■ **Problem description**
All that is wanted is a word-for-word copy of the data from its first line to the line containing "INSERT INTO habits", both included.

Stored items
<<<<

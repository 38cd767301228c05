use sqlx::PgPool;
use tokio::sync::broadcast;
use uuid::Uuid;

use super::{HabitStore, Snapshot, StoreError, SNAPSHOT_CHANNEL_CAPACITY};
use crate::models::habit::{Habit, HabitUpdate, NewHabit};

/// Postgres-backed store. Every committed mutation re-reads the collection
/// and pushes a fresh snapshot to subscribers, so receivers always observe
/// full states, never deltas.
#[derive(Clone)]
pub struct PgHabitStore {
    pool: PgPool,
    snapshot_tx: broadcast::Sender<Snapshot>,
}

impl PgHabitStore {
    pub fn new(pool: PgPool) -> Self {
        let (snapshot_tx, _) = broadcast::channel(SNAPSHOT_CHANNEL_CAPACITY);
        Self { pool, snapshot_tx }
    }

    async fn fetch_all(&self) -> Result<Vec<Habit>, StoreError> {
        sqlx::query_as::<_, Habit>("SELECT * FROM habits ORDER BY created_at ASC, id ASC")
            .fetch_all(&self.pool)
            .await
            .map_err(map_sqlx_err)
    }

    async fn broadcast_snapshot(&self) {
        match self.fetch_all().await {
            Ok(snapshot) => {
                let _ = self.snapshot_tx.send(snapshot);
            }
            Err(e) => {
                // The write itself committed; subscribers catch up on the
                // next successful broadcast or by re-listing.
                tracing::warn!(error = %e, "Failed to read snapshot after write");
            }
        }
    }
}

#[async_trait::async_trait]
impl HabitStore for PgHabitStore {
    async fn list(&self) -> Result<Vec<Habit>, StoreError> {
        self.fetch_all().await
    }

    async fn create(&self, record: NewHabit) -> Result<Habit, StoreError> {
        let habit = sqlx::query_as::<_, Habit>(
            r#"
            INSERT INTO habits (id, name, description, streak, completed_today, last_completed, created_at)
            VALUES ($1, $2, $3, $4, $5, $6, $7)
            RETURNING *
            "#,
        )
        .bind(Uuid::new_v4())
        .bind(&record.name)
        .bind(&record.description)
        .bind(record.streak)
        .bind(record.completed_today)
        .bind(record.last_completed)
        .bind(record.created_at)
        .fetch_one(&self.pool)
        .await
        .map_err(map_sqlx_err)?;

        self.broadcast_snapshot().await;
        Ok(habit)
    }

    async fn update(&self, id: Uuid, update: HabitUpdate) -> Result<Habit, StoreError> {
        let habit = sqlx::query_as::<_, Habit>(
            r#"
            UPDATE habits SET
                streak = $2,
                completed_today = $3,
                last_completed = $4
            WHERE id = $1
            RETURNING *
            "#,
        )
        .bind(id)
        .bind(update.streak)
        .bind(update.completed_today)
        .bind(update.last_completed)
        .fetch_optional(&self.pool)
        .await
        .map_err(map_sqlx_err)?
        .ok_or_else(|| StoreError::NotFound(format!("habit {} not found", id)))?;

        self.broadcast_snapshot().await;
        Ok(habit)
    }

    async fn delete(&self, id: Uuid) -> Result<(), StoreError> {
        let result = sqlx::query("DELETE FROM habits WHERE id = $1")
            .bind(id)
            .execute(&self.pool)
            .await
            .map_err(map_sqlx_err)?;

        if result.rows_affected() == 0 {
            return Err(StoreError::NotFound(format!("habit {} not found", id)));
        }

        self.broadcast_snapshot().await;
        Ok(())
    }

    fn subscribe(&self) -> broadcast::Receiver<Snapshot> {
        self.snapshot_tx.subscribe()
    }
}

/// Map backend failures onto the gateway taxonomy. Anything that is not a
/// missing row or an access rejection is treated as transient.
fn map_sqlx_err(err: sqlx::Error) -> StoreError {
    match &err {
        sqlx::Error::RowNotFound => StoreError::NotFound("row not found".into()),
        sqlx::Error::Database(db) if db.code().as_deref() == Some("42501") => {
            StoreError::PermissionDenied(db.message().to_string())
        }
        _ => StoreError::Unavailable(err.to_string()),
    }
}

>>>>

■ **Answer section**
repository 38cd767301228c05
use sqlx::PgPool;
use tokio::sync::broadcast;
use uuid::Uuid;

use super::{HabitStore, Snapshot, StoreError, SNAPSHOT_CHANNEL_CAPACITY};
use crate::models::habit::{Habit, HabitUpdate, NewHabit};

/// Postgres-backed store. Every committed mutation re-reads the collection
/// and pushes a fresh snapshot to subscribers, so receivers always observe
/// full states, never deltas.
#[derive(Clone)]
pub struct PgHabitStore {
    pool: PgPool,
    snapshot_tx: broadcast::Sender<Snapshot>,
}

impl PgHabitStore {
    pub fn new(pool: PgPool) -> Self {
        let (snapshot_tx, _) = broadcast::channel(SNAPSHOT_CHANNEL_CAPACITY);
        Self { pool, snapshot_tx }
    }

    async fn fetch_all(&self) -> Result<Vec<Habit>, StoreError> {
        sqlx::query_as::<_, Habit>("SELECT * FROM habits ORDER BY created_at ASC, id ASC")
            .fetch_all(&self.pool)
            .await
            .map_err(map_sqlx_err)
    }

    async fn broadcast_snapshot(&self) {
        match self.fetch_all().await {
            Ok(snapshot) => {
                let _ = self.snapshot_tx.send(snapshot);
            }
            Err(e) => {
                // The write itself committed; subscribers catch up on the
                // next successful broadcast or by re-listing.
                tracing::warn!(error = %e, "Failed to read snapshot after write");
            }
        }
    }
}

#[async_trait::async_trait]
impl HabitStore for PgHabitStore {
    async fn list(&self) -> Result<Vec<Habit>, StoreError> {
        self.fetch_all().await
    }

    async fn create(&self, record: NewHabit) -> Result<Habit, StoreError> {
        let habit = sqlx::query_as::<_, Habit>(
            r#"
            INSERT INTO habits (id, name, description, streak, completed_today, last_completed, created_at)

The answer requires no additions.